◆ **Task statement**: Output every record word for word.

◆ **Dataset extract**:
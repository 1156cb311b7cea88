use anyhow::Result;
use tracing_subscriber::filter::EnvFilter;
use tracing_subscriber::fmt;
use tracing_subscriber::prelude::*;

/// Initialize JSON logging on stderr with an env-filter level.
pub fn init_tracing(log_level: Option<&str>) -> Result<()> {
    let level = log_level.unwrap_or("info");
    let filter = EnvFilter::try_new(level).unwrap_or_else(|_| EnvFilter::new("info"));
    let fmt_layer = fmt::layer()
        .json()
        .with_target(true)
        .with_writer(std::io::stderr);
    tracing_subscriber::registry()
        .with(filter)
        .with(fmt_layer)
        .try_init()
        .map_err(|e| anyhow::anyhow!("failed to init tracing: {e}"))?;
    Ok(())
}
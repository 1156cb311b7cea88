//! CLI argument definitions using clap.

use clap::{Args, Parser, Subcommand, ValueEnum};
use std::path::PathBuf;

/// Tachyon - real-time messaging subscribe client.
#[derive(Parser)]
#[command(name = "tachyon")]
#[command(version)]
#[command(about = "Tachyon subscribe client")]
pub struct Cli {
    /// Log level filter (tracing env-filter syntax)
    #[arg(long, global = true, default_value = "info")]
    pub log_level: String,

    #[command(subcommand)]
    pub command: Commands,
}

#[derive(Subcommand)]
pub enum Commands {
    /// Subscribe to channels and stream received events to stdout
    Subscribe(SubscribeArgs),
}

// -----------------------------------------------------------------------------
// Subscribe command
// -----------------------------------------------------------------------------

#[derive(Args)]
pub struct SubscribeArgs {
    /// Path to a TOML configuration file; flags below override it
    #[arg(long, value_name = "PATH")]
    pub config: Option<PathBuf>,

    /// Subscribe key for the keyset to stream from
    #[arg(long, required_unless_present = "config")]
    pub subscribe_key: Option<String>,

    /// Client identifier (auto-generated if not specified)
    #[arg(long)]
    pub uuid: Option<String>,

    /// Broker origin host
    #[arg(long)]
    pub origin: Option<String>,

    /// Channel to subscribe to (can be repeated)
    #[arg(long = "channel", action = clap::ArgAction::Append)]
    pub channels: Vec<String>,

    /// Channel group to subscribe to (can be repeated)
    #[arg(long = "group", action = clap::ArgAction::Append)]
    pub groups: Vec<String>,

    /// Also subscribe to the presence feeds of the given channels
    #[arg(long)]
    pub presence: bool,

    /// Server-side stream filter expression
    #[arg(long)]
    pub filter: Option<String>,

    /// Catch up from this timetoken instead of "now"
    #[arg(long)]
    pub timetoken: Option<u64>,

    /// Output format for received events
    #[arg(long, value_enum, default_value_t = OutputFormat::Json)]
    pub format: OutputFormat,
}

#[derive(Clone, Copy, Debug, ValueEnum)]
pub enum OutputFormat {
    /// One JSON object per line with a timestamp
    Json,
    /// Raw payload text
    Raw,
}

◆ **Output of the task**:
repository 1156cb311b7cea88
use anyhow::Result;
use tracing_subscriber::filter::EnvFilter;
use tracing_subscriber::fmt;
use tracing_subscriber::prelude::*;

/// Initialize JSON logging on stderr with an env-filter level.
pub fn init_tracing(log_level: Option<&str>) -> Result<()> {
    let level = log_level.unwrap_or("info");
    let filter = EnvFilter::try_new(level).unwrap_or_else(|_| EnvFilter::new("info"));
    let fmt_layer = fmt::layer()
        .json()
        .with_target(true)
        .with_writer(std::io::stderr);
    tracing_subscriber::registry()
        .with(filter)
        .with(fmt_layer)
        .try_init()
        .map_err(|e| anyhow::anyhow!("failed to init tracing: {e}"))?;
    Ok(())
}
repository 1156cb311b7cea88
//! CLI argument definitions using clap.

use clap::{Args, Parser, Subcommand, ValueEnum};
use std::path::PathBuf;

/// Tachyon - real-time messaging subscribe client.
#[derive(Parser)]
#[command(name = "tachyon")]
#[command(version)]
#[command(about = "Tachyon subscribe client")]
pub struct Cli {
    /// Log level filter (tracing env-filter syntax)
    #[arg(long, global = true, default_value = "info")]
    pub log_level: String,

    #[command(subcommand)]
    pub command: Commands,
}

#[derive(Subcommand)]
pub enum Commands {
    /// Subscribe to channels and stream received events to stdout
    Subscribe(SubscribeArgs),
}

// -----------------------------------------------------------------------------
// Subscribe command
// -----------------------------------------------------------------------------

#[derive(Args)]
pub struct SubscribeArgs {
    /// Path to a TOML configuration file; flags below override it
    #[arg(long, value_name = "PATH")]
    pub config: Option<PathBuf>,

    /// Subscribe key for the keyset to stream from
    #[arg(long, required_unless_present = "config")]
    pub subscribe_key: Option<String>,

    /// Client identifier (auto-generated if not specified)
    #[arg(long)]
    pub uuid: Option<String>,

    /// Broker origin host
    #[arg(long)]
    pub origin: Option<String>,

    /// Channel to subscribe to (can be repeated)
    #[arg(long = "channel", action = clap::ArgAction::Append)]
    pub channels: Vec<String>,

    /// Channel group to subscribe to (can be repeated)
    #[arg(long = "group", action = clap::ArgAction::Append)]
    pub groups: Vec<String>,

    /// Also subscribe to the presence feeds of the given channels
    #[arg(long)]
    pub presence: bool,

    /// Server-side stream filter expression
    #[arg(long)]
    pub filter: Option<String>,

    /// Catch up from this timetoken instead of "now"
    #[arg(long)]
    pub timetoken: Option<u64>,

    /// Output format for received events
    #[arg(long, value_enum, default_value_t = OutputFormat::Json)]
    pub format: OutputFormat,
}

#[derive(Clone, Copy, Debug, ValueEnum)]
pub enum OutputFormat {
    /// One JSON object per line with a timestamp
    Json,
    /// Raw payload text
    Raw,
}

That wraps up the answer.